O sofrimento físico e psíquico de trabalhadores vitimados pela doença crônica da coluna lombar, o alto custo financeiro da assistência a estes trabalhadores e o alto custo social causado pela saída precoce destes trabalhadores do mercado de trabalho ou das atividades para as quais foram qualificados, bem como a carga previdenciária provocada pelos afastamentos do trabalho em função da doença (Fernandes, 1995), determinam a necessidade de política voltada à intervenção nos processos, meios e ambientes de trabalho, subordinando-os a readequação ergonômica. Este aspecto é reforçado pela ausência de evidências de maior eficácia das medidas de prevenção de lombalgias ocupacionais voltadas para o indivíduo, a exemplo do uso de cinto ou suporte para o dorso, a seleção de indivíduos com melhor compleição física, a prática de exercícios físicos, o treinamento para levantamento de cargas, sobretudo quando adotadas isoladamente (Anderson, 1995; Van-Popel et al., 1997).

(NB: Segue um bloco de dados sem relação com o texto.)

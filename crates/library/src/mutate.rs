use std::io;
use std::path::{Path, PathBuf};
use std::time::{SystemTime, UNIX_EPOCH};

use common::{sanitize_name, Album, AUDIO_EXTENSIONS, COVER_EXTENSIONS, SIDECAR_FILE_NAME};
use metadata::write_description;
use tracing::{error, info, warn};

use crate::staging::StagedFile;
use crate::{Library, LibraryError};

/// Everything needed to create an album. Staged files not consumed by the
/// pipeline are removed when this value is dropped.
#[derive(Debug, Default)]
pub struct NewAlbum {
    pub name: String,
    pub description: Option<String>,
    pub cover: Option<StagedFile>,
    pub tracks: Vec<StagedFile>,
}

impl Library {
    /// Creates a new album folder from staged uploads and returns the album
    /// as indexed by the rebuild that follows. Nothing is written unless all
    /// input checks pass, and a failure after the folder exists removes it.
    pub async fn create_album(&self, upload: NewAlbum) -> Result<Album, LibraryError> {
        let NewAlbum {
            name,
            description,
            cover,
            tracks,
        } = upload;

        let title = name.trim();
        if title.is_empty() {
            return Err(LibraryError::InvalidInput("Album name is required".to_string()));
        }
        let album_id = sanitize_name(title);
        if album_id.is_empty() {
            return Err(LibraryError::InvalidInput("Album name is invalid".to_string()));
        }
        if tracks.is_empty() {
            return Err(LibraryError::InvalidInput(
                "At least one track is required".to_string(),
            ));
        }
        validate_tracks(&tracks)?;
        if let Some(cover) = &cover {
            validate_cover(cover)?;
        }

        tokio::fs::create_dir_all(self.root()).await?;
        let album_dir = self.root().join(&album_id);
        // Exclusive create: of two racing requests for one name, exactly one
        // gets the folder.
        match tokio::fs::create_dir(&album_dir).await {
            Ok(()) => {}
            Err(err) if err.kind() == io::ErrorKind::AlreadyExists => {
                return Err(LibraryError::Conflict("Album already exists".to_string()));
            }
            Err(err) => {
                error!("Failed to create album folder {}: {}", album_dir.display(), err);
                return Err(err.into());
            }
        }

        if let Err(err) =
            populate_album(&album_dir, title, description.as_deref(), cover, tracks).await
        {
            error!("Failed to create album {}: {}", album_id, err);
            remove_dir_quietly(&album_dir).await;
            // A rebuild may have indexed the folder while it was being filled.
            self.spawn_rebuild();
            return Err(err.into());
        }

        info!("Created album {}", album_id);
        let snapshot = self.rebuild().await?;
        snapshot
            .album(&album_id)
            .cloned()
            .ok_or_else(|| LibraryError::NotFound(format!("album {} missing after rescan", album_id)))
    }

    /// Adds staged tracks to an existing album.
    pub async fn append_tracks(
        &self,
        album_id: &str,
        tracks: Vec<StagedFile>,
    ) -> Result<Album, LibraryError> {
        let album_dir = self
            .snapshot()
            .await
            .album(album_id)
            .map(|album| album.folder_path.clone())
            .ok_or_else(|| LibraryError::NotFound("Album not found".to_string()))?;
        if tracks.is_empty() {
            return Err(LibraryError::InvalidInput("No tracks uploaded".to_string()));
        }
        validate_tracks(&tracks)?;

        let mut placed: Vec<PathBuf> = Vec::with_capacity(tracks.len());
        for track in tracks {
            match place_track(&album_dir, track).await {
                Ok(path) => placed.push(path),
                Err(err) => {
                    error!("Failed to add tracks to {}: {}", album_id, err);
                    for path in &placed {
                        remove_file_quietly(path).await;
                    }
                    return Err(err.into());
                }
            }
        }

        info!("Added {} tracks to album {}", placed.len(), album_id);
        let snapshot = self.rebuild().await?;
        snapshot
            .album(album_id)
            .cloned()
            .ok_or_else(|| LibraryError::NotFound("Album not found".to_string()))
    }

    /// Deletes one track. Returns the updated album, or `None` when the album
    /// no longer has any tracks and so dropped out of the index.
    pub async fn delete_track(
        &self,
        album_id: &str,
        track_id: &str,
    ) -> Result<Option<Album>, LibraryError> {
        let file_path = self
            .snapshot()
            .await
            .track(track_id)
            .filter(|track| track.album_id == album_id)
            .map(|track| track.file_path.clone())
            .ok_or_else(|| LibraryError::NotFound("Track not found".to_string()))?;

        match tokio::fs::remove_file(&file_path).await {
            Ok(()) => {}
            Err(err) if err.kind() == io::ErrorKind::NotFound => {}
            Err(err) => {
                error!("Failed to delete track {}: {}", file_path.display(), err);
                return Err(err.into());
            }
        }

        let snapshot = self.rebuild().await?;
        Ok(snapshot.album(album_id).cloned())
    }

    pub async fn delete_album(&self, album_id: &str) -> Result<(), LibraryError> {
        let folder_path = self
            .snapshot()
            .await
            .album(album_id)
            .map(|album| album.folder_path.clone())
            .ok_or_else(|| LibraryError::NotFound("Album not found".to_string()))?;

        match tokio::fs::remove_dir_all(&folder_path).await {
            Ok(()) => {}
            Err(err) if err.kind() == io::ErrorKind::NotFound => {}
            Err(err) => {
                error!("Failed to delete album {}: {}", folder_path.display(), err);
                return Err(err.into());
            }
        }

        info!("Deleted album {}", album_id);
        self.rebuild().await?;
        Ok(())
    }
}

fn validate_tracks(tracks: &[StagedFile]) -> Result<(), LibraryError> {
    for track in tracks {
        let ext = track.extension().unwrap_or_default();
        if !AUDIO_EXTENSIONS.contains(&ext.trim_start_matches('.')) {
            return Err(LibraryError::InvalidInput(format!(
                "Unsupported file type: {}",
                if ext.is_empty() { track.original_name() } else { ext.as_str() }
            )));
        }
    }
    Ok(())
}

fn validate_cover(cover: &StagedFile) -> Result<(), LibraryError> {
    let ext = cover.extension().unwrap_or_default();
    if COVER_EXTENSIONS.contains(&ext.trim_start_matches('.')) {
        Ok(())
    } else {
        Err(LibraryError::InvalidInput(
            "Unsupported cover file type".to_string(),
        ))
    }
}

async fn populate_album(
    album_dir: &Path,
    title: &str,
    description: Option<&str>,
    cover: Option<StagedFile>,
    tracks: Vec<StagedFile>,
) -> io::Result<()> {
    if let Some(cover) = cover {
        place_cover(album_dir, cover).await?;
    }
    for track in tracks {
        place_track(album_dir, track).await?;
    }

    let sidecar = album_dir.join(SIDECAR_FILE_NAME);
    let title = title.to_string();
    let description = description.map(str::to_string);
    tokio::task::spawn_blocking(move || {
        write_description(&sidecar, &title, description.as_deref())
    })
    .await
    .map_err(io::Error::other)?
}

/// Moves a cover into place as `cover.<ext>`, with `.jpeg` stored as `.jpg`.
async fn place_cover(album_dir: &Path, mut cover: StagedFile) -> io::Result<PathBuf> {
    let ext = match cover.extension().as_deref() {
        Some(".jpeg") => ".jpg".to_string(),
        Some(ext) => ext.to_string(),
        None => {
            return Err(io::Error::new(
                io::ErrorKind::InvalidInput,
                "cover has no extension",
            ))
        }
    };
    let target = album_dir.join(format!("cover{}", ext));
    match tokio::fs::remove_file(&target).await {
        Ok(()) => {}
        Err(err) if err.kind() == io::ErrorKind::NotFound => {}
        Err(err) => return Err(err),
    }
    cover.place_at(&target).await?;
    Ok(target)
}

async fn place_track(album_dir: &Path, mut track: StagedFile) -> io::Result<PathBuf> {
    let ext = track.extension().unwrap_or_default();
    let base = match sanitize_name(&track.stem()) {
        base if base.is_empty() => "file".to_string(),
        base => base,
    };
    let stamp = unix_millis();
    let mut attempt = 0;
    loop {
        let target = album_dir.join(candidate_name(&base, &ext, stamp, attempt));
        match track.place_at(&target).await {
            Ok(()) => return Ok(target),
            Err(err) if err.kind() == io::ErrorKind::AlreadyExists => attempt += 1,
            Err(err) => return Err(err),
        }
    }
}

/// `<base><ext>` first, then timestamped variants for names already taken.
fn candidate_name(base: &str, ext: &str, stamp: u128, attempt: u32) -> String {
    match attempt {
        0 => format!("{}{}", base, ext),
        1 => format!("{}-{}{}", base, stamp, ext),
        n => format!("{}-{}-{}{}", base, stamp, n - 1, ext),
    }
}

async fn remove_dir_quietly(path: &Path) {
    if let Err(err) = tokio::fs::remove_dir_all(path).await {
        if err.kind() != io::ErrorKind::NotFound {
            warn!("Failed to cleanup {}: {}", path.display(), err);
        }
    }
}

async fn remove_file_quietly(path: &Path) {
    if let Err(err) = tokio::fs::remove_file(path).await {
        if err.kind() != io::ErrorKind::NotFound {
            warn!("Failed to cleanup {}: {}", path.display(), err);
        }
    }
}

fn unix_millis() -> u128 {
    SystemTime::now()
        .duration_since(UNIX_EPOCH)
        .map(|value| value.as_millis())
        .unwrap_or(0)
}

#[cfg(test)]
mod tests {
    use super::*;
    use crate::StagingArea;
    use tempfile::tempdir;

    #[test]
    fn candidates_start_with_the_plain_name() {
        assert_eq!(candidate_name("song", ".mp3", 42, 0), "song.mp3");
        assert_eq!(candidate_name("song", ".mp3", 42, 1), "song-42.mp3");
        assert_eq!(candidate_name("song", ".mp3", 42, 2), "song-42-1.mp3");
        assert_eq!(candidate_name("song", ".mp3", 42, 3), "song-42-2.mp3");
    }

    #[tokio::test]
    async fn colliding_track_takes_the_next_free_name() {
        let dir = tempdir().unwrap();
        let staging = StagingArea::new(dir.path().join(".staging"));
        std::fs::write(dir.path().join("song.mp3"), b"old").unwrap();

        let track = staging.stage_bytes("song.mp3", b"new").await.unwrap();
        let placed = place_track(dir.path(), track).await.unwrap();
        let name = placed.file_name().unwrap().to_string_lossy().to_string();
        assert!(name.starts_with("song-"), "{}", name);
        assert!(name.ends_with(".mp3"), "{}", name);
        assert_eq!(std::fs::read(&placed).unwrap(), b"new");
        assert_eq!(std::fs::read(dir.path().join("song.mp3")).unwrap(), b"old");
    }

    #[tokio::test]
    async fn cover_is_stored_under_canonical_name() {
        let dir = tempdir().unwrap();
        let staging = StagingArea::new(dir.path().join(".staging"));
        let cover = staging.stage_bytes("Front.JPEG", b"img").await.unwrap();
        let placed = place_cover(dir.path(), cover).await.unwrap();
        assert_eq!(placed, dir.path().join("cover.jpg"));
        assert_eq!(std::fs::read(&placed).unwrap(), b"img");
    }

    #[tokio::test]
    async fn track_names_are_sanitized() {
        let dir = tempdir().unwrap();
        let staging = StagingArea::new(dir.path().join(".staging"));
        let track = staging.stage_bytes("My  Song?.MP3", b"a").await.unwrap();
        let placed = place_track(dir.path(), track).await.unwrap();
        assert_eq!(placed, dir.path().join("My_Song.mp3"));

        let nameless = staging.stage_bytes("???.flac", b"b").await.unwrap();
        let placed = place_track(dir.path(), nameless).await.unwrap();
        assert_eq!(placed, dir.path().join("file.flac"));
    }

    #[tokio::test]
    async fn unsupported_extensions_are_rejected() {
        let dir = tempdir().unwrap();
        let staging = StagingArea::new(dir.path().to_path_buf());
        let tracks = vec![staging.stage_bytes("notes.txt", b"x").await.unwrap()];
        assert!(matches!(
            validate_tracks(&tracks),
            Err(LibraryError::InvalidInput(message)) if message.contains(".txt")
        ));
        let cover = staging.stage_bytes("cover.gif", b"x").await.unwrap();
        assert!(matches!(
            validate_cover(&cover),
            Err(LibraryError::InvalidInput(_))
        ));
    }
}
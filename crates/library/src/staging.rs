use std::io;
use std::path::{Path, PathBuf};

use common::extension_lowercase;
use tracing::{debug, warn};
use uuid::Uuid;

/// Holding directory for uploads that have not been placed in an album yet.
#[derive(Clone, Debug)]
pub struct StagingArea {
    dir: PathBuf,
}

impl StagingArea {
    pub fn new(dir: PathBuf) -> Self {
        Self { dir }
    }

    pub fn dir(&self) -> &Path {
        &self.dir
    }

    /// Reserves a fresh, empty staged file for an upload named
    /// `original_name`. The caller writes the content to [`StagedFile::path`].
    pub async fn reserve(&self, original_name: &str) -> io::Result<StagedFile> {
        tokio::fs::create_dir_all(&self.dir).await?;
        let path = self.dir.join(Uuid::new_v4().simple().to_string());
        tokio::fs::File::create(&path).await?;
        Ok(StagedFile {
            path,
            original_name: original_name.to_string(),
            placed: false,
        })
    }

    /// Deletes staged files left behind by an earlier process. Only names
    /// this area generates are touched. Returns how many were removed.
    pub async fn purge(&self) -> io::Result<usize> {
        let mut entries = match tokio::fs::read_dir(&self.dir).await {
            Ok(entries) => entries,
            Err(err) if err.kind() == io::ErrorKind::NotFound => return Ok(0),
            Err(err) => return Err(err),
        };
        let mut removed = 0;
        while let Some(entry) = entries.next_entry().await? {
            let name = entry.file_name();
            let generated = name
                .to_str()
                .map(|name| Uuid::try_parse(name).is_ok())
                .unwrap_or(false);
            if generated && entry.file_type().await?.is_file() {
                tokio::fs::remove_file(entry.path()).await?;
                removed += 1;
            }
        }
        Ok(removed)
    }

    pub async fn stage_bytes(&self, original_name: &str, data: &[u8]) -> io::Result<StagedFile> {
        let staged = self.reserve(original_name).await?;
        tokio::fs::write(staged.path(), data).await?;
        Ok(staged)
    }
}

/// An upload sitting in the staging area. Dropping it deletes the staged
/// content unless it was moved into an album folder first.
#[derive(Debug)]
pub struct StagedFile {
    path: PathBuf,
    original_name: String,
    placed: bool,
}

impl StagedFile {
    pub fn path(&self) -> &Path {
        &self.path
    }

    pub fn original_name(&self) -> &str {
        &self.original_name
    }

    /// Lowercased extension of the client-supplied name, with a leading dot.
    pub fn extension(&self) -> Option<String> {
        let file_name = Path::new(&self.original_name).file_name()?;
        extension_lowercase(Path::new(file_name)).map(|ext| format!(".{}", ext))
    }

    /// The client-supplied name without its extension or any directory part.
    pub fn stem(&self) -> String {
        Path::new(&self.original_name)
            .file_stem()
            .map(|stem| stem.to_string_lossy().to_string())
            .unwrap_or_default()
    }

    /// Places the staged content at `target` without replacing anything
    /// already there. Fails with `AlreadyExists` when the name is taken, in
    /// which case the staged file is left untouched.
    pub(crate) async fn place_at(&mut self, target: &Path) -> io::Result<()> {
        match tokio::fs::hard_link(&self.path, target).await {
            Ok(()) => {}
            Err(err) if err.kind() == io::ErrorKind::AlreadyExists => return Err(err),
            Err(err) => {
                debug!(
                    "Link of {} failed ({}); copying instead",
                    self.path.display(),
                    err
                );
                copy_into_place(&self.path, target).await?;
            }
        }
        self.release().await;
        Ok(())
    }

    /// Removes the staged path once its content lives elsewhere. When the
    /// removal fails the file stays owned, and `Drop` tries again.
    async fn release(&mut self) {
        match tokio::fs::remove_file(&self.path).await {
            Ok(()) => self.placed = true,
            Err(err) if err.kind() == io::ErrorKind::NotFound => self.placed = true,
            Err(err) => warn!("Failed to remove staged file {}: {}", self.path.display(), err),
        }
    }
}

/// Copies `source` to a hidden `.part` file beside `target` and then claims
/// `target` for it. A partial copy never carries the target's name.
async fn copy_into_place(source: &Path, target: &Path) -> io::Result<()> {
    let dir = target.parent().unwrap_or_else(|| Path::new("."));
    let part = dir.join(format!(".{}.part", Uuid::new_v4().simple()));
    let result = match tokio::fs::copy(source, &part).await {
        Ok(_) => claim_with(&part, target).await,
        Err(err) => Err(err),
    };
    match tokio::fs::remove_file(&part).await {
        Ok(()) => {}
        Err(err) if err.kind() == io::ErrorKind::NotFound => {}
        Err(err) => warn!("Failed to remove partial copy {}: {}", part.display(), err),
    }
    result
}

async fn claim_with(part: &Path, target: &Path) -> io::Result<()> {
    match tokio::fs::hard_link(part, target).await {
        Ok(()) => Ok(()),
        Err(err) if err.kind() == io::ErrorKind::AlreadyExists => Err(err),
        Err(err) => {
            // No links on this filesystem: reserve the name, then rename over it.
            debug!("Link into {} failed ({}); renaming", target.display(), err);
            tokio::fs::OpenOptions::new()
                .write(true)
                .create_new(true)
                .open(target)
                .await?;
            if let Err(err) = tokio::fs::rename(part, target).await {
                if let Err(cleanup) = tokio::fs::remove_file(target).await {
                    warn!("Failed to cleanup {}: {}", target.display(), cleanup);
                }
                return Err(err);
            }
            Ok(())
        }
    }
}

impl Drop for StagedFile {
    fn drop(&mut self) {
        if self.placed {
            return;
        }
        match std::fs::remove_file(&self.path) {
            Ok(()) => {}
            Err(err) if err.kind() == io::ErrorKind::NotFound => {}
            Err(err) => warn!("Failed to cleanup staged file {}: {}", self.path.display(), err),
        }
    }
}

#[cfg(test)]
mod tests {
    use super::*;
    use tempfile::tempdir;

    #[tokio::test]
    async fn dropped_upload_is_removed() {
        let dir = tempdir().unwrap();
        let staging = StagingArea::new(dir.path().join(".staging"));
        let staged = staging.stage_bytes("song.mp3", b"data").await.unwrap();
        let path = staged.path().to_path_buf();
        assert!(path.exists());
        drop(staged);
        assert!(!path.exists());
    }

    #[tokio::test]
    async fn placed_upload_survives_drop() {
        let dir = tempdir().unwrap();
        let staging = StagingArea::new(dir.path().join(".staging"));
        let mut staged = staging.stage_bytes("song.mp3", b"data").await.unwrap();
        let target = dir.path().join("song.mp3");
        let staged_path = staged.path().to_path_buf();
        staged.place_at(&target).await.unwrap();
        assert!(!staged_path.exists());
        drop(staged);
        assert_eq!(std::fs::read(&target).unwrap(), b"data");
    }

    #[tokio::test]
    async fn placing_never_replaces_an_existing_file() {
        let dir = tempdir().unwrap();
        let staging = StagingArea::new(dir.path().join(".staging"));
        let mut staged = staging.stage_bytes("song.mp3", b"new").await.unwrap();
        let target = dir.path().join("song.mp3");
        std::fs::write(&target, b"old").unwrap();

        let err = staged.place_at(&target).await.unwrap_err();
        assert_eq!(err.kind(), io::ErrorKind::AlreadyExists);
        assert_eq!(std::fs::read(&target).unwrap(), b"old");
        assert_eq!(std::fs::read(staged.path()).unwrap(), b"new");

        let path = staged.path().to_path_buf();
        drop(staged);
        assert!(!path.exists());
    }

    #[tokio::test]
    async fn copies_land_under_the_target_name_only_when_complete() {
        let dir = tempdir().unwrap();
        let album = dir.path().join("Album");
        std::fs::create_dir(&album).unwrap();
        let source = dir.path().join("source");
        std::fs::write(&source, b"audio").unwrap();

        let target = album.join("song.mp3");
        copy_into_place(&source, &target).await.unwrap();
        assert_eq!(std::fs::read(&target).unwrap(), b"audio");

        let err = copy_into_place(&source, &target).await.unwrap_err();
        assert_eq!(err.kind(), io::ErrorKind::AlreadyExists);

        let missing = dir.path().join("gone");
        let other = album.join("other.mp3");
        assert!(copy_into_place(&missing, &other).await.is_err());
        assert!(!other.exists());

        let names: Vec<String> = std::fs::read_dir(&album)
            .unwrap()
            .map(|entry| entry.unwrap().file_name().to_string_lossy().to_string())
            .collect();
        assert_eq!(names, vec!["song.mp3".to_string()]);
    }

    #[tokio::test]
    async fn failed_release_leaves_cleanup_to_drop() {
        let dir = tempdir().unwrap();
        let staging = StagingArea::new(dir.path().join(".staging"));
        let mut staged = staging.reserve("song.mp3").await.unwrap();
        let path = staged.path().to_path_buf();
        std::fs::remove_file(&path).unwrap();
        std::fs::create_dir(&path).unwrap();

        staged.release().await;
        assert!(!staged.placed);

        std::fs::remove_dir(&path).unwrap();
        std::fs::write(&path, b"left").unwrap();
        drop(staged);
        assert!(!path.exists());
    }

    #[tokio::test]
    async fn purge_only_removes_staged_names() {
        let dir = tempdir().unwrap();
        let staging = StagingArea::new(dir.path().join(".staging"));
        assert_eq!(staging.purge().await.unwrap(), 0);

        let staged = staging.stage_bytes("a.mp3", b"a").await.unwrap();
        let leftover = staged.path().to_path_buf();
        std::mem::forget(staged);
        std::fs::write(staging.dir().join("keep.txt"), b"k").unwrap();

        assert_eq!(staging.purge().await.unwrap(), 1);
        assert!(!leftover.exists());
        assert!(staging.dir().join("keep.txt").exists());
    }

    #[tokio::test]
    async fn names_come_from_the_client_file_name() {
        let dir = tempdir().unwrap();
        let staging = StagingArea::new(dir.path().to_path_buf());
        let staged = staging.reserve("../evil/Track One.MP3").await.unwrap();
        assert_eq!(staged.extension().as_deref(), Some(".mp3"));
        assert_eq!(staged.stem(), "Track One");
        assert!(staged.path().starts_with(dir.path()));

        let bare = staging.reserve("README").await.unwrap();
        assert_eq!(bare.extension(), None);
    }
}
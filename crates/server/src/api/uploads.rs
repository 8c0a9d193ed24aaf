use axum::{
    extract::{Multipart, Path as AxumPath, State},
    http::StatusCode,
    response::{IntoResponse, Response},
    Json,
};
use tracing::info;

use crate::state::{AlbumDetail, AlbumResponse, AppState, ErrorResponse, JsonResult, MessageResponse};
use crate::upload::read_upload;
use crate::utils::{json_error, library_error};

pub async fn create_album(
    State(state): State<AppState>,
    multipart: Multipart,
) -> Result<(StatusCode, Json<AlbumResponse>), (StatusCode, Json<ErrorResponse>)> {
    let form = read_upload(
        state.library.staging(),
        multipart,
        state.config.max_upload_tracks,
    )
    .await
    .map_err(library_error)?;
    let album = state
        .library
        .create_album(form.into_new_album())
        .await
        .map_err(library_error)?;
    Ok((
        StatusCode::CREATED,
        Json(AlbumResponse {
            album: AlbumDetail::from(&album),
        }),
    ))
}

pub async fn append_tracks(
    State(state): State<AppState>,
    AxumPath(album_id): AxumPath<String>,
    multipart: Multipart,
) -> JsonResult<AlbumResponse> {
    if state.library.get_album(&album_id).await.is_none() {
        return Err(json_error(StatusCode::NOT_FOUND, "Album not found"));
    }
    let form = read_upload(
        state.library.staging(),
        multipart,
        state.config.max_upload_tracks,
    )
    .await
    .map_err(library_error)?;
    let album = state
        .library
        .append_tracks(&album_id, form.tracks)
        .await
        .map_err(library_error)?;
    Ok(Json(AlbumResponse {
        album: AlbumDetail::from(&album),
    }))
}

pub async fn delete_track(
    State(state): State<AppState>,
    AxumPath((album_id, track_id)): AxumPath<(String, String)>,
) -> Response {
    match state.library.delete_track(&album_id, &track_id).await {
        Ok(Some(album)) => Json(AlbumResponse {
            album: AlbumDetail::from(&album),
        })
        .into_response(),
        Ok(None) => {
            info!("Album {} removed with its last track", album_id);
            Json(MessageResponse {
                message: "Track deleted, album removed",
            })
            .into_response()
        }
        Err(err) => library_error(err).into_response(),
    }
}

pub async fn delete_album(
    State(state): State<AppState>,
    AxumPath(album_id): AxumPath<String>,
) -> JsonResult<MessageResponse> {
    state
        .library
        .delete_album(&album_id)
        .await
        .map_err(library_error)?;
    Ok(Json(MessageResponse {
        message: "Album deleted",
    }))
}
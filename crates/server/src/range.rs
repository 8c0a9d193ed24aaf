#[derive(Debug, Clone, Copy, PartialEq, Eq)]
pub struct ByteRange {
    pub start: u64,
    pub end: u64,
}

impl ByteRange {
    pub fn content_length(&self) -> u64 {
        self.end - self.start + 1
    }
}

/// Lenient single-range parser. Returns `None` when the header is not a
/// byte range or the file is empty, in which case the full body is sent.
///
/// A missing or unparseable start is 0; a missing, unparseable or
/// out-of-bounds end is `size - 1`; a start past the end resets to 0. Only
/// the first range of a multi-range header is honoured.
pub fn parse_range_header(value: &str, size: u64) -> Option<ByteRange> {
    let range = value.trim().strip_prefix("bytes=")?;
    if size == 0 {
        return None;
    }
    let first = range.split(',').next().unwrap_or("");

    let (start_str, end_str) = first.split_once('-').unwrap_or((first, ""));
    let mut start = start_str.trim().parse::<u64>().unwrap_or(0);
    let end = match end_str.trim().parse::<u64>() {
        Ok(end) if end < size => end,
        _ => size - 1,
    };
    if start > end {
        start = 0;
    }
    Some(ByteRange { start, end })
}

#[cfg(test)]
mod tests {
    use super::{parse_range_header, ByteRange};

    #[test]
    fn parses_closed_range() {
        let range = parse_range_header("bytes=0-99", 1000).unwrap();
        assert_eq!(range, ByteRange { start: 0, end: 99 });
        assert_eq!(range.content_length(), 100);
    }

    #[test]
    fn parses_open_ended_range() {
        let range = parse_range_header("bytes=500-", 1000).unwrap();
        assert_eq!(range, ByteRange { start: 500, end: 999 });
    }

    #[test]
    fn clamps_end_overflow() {
        let range = parse_range_header("bytes=900-5000", 1000).unwrap();
        assert_eq!(range, ByteRange { start: 900, end: 999 });
    }

    #[test]
    fn missing_start_defaults_to_zero() {
        let range = parse_range_header("bytes=-10", 1000).unwrap();
        assert_eq!(range, ByteRange { start: 0, end: 10 });
        let range = parse_range_header("bytes=abc-20", 1000).unwrap();
        assert_eq!(range, ByteRange { start: 0, end: 20 });
    }

    #[test]
    fn start_past_end_resets_to_zero() {
        let range = parse_range_header("bytes=50-10", 1000).unwrap();
        assert_eq!(range, ByteRange { start: 0, end: 10 });
        let range = parse_range_header("bytes=2000-", 1000).unwrap();
        assert_eq!(range, ByteRange { start: 0, end: 999 });
    }

    #[test]
    fn only_first_of_multiple_ranges_is_used() {
        let range = parse_range_header("bytes=0-1,2-3", 100).unwrap();
        assert_eq!(range, ByteRange { start: 0, end: 1 });
    }

    #[test]
    fn ignores_other_units_and_empty_files() {
        assert!(parse_range_header("items=0-1", 100).is_none());
        assert!(parse_range_header("bytes=0-1", 0).is_none());
    }
}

Um aspecto a observar diz respeito à nova forma de gestão da força de trabalho na empresa de petróleo estudada, que tem favorecido a crescente incorporação de trabalhadores subcontratados. Na atualidade, o precário controle de saúde destes trabalhadores terceirizados é objeto de estudo no Brasil (Ferreira & Iguti, 1996), e vários autores têm confirmado que a força de trabalho subcontratada está habitualmente submetida às piores condições de trabalho. Desta forma, os resultados da presente investigação, ao revelarem alta prevalência de doença entre os trabalhadores que operam sondas de perfuração de petróleo, estabelecem a necessidade de que a prevenção da doença de coluna esteja voltada tanto para trabalhadores com vínculo direto quanto para trabalhadores subcontratados, pois estes têm sido inseridos naquela atividade de operação de sonda. Os serviços contratados pela empresa estatal de petróleo devem ser por ela acompanhados quanto à política de gerenciamento de riscos ocupacionais e, no caso específico, quanto à prevenção de riscos ocupacionais para o adoecimento da coluna lombar.

A indústria de petróleo pode constituir meio de sobrevivência e de acesso aos bens de consumo para os seus trabalhadores, mas também configura, sob determinadas condições, meio de adoecimento, de sofrimento. Assim, é possível que a discussão acerca das novas tecnologias e sua incorporação nas sondas e plataformas de petróleo seja a estratégia mais eficaz de promoção da saúde dos trabalhadores.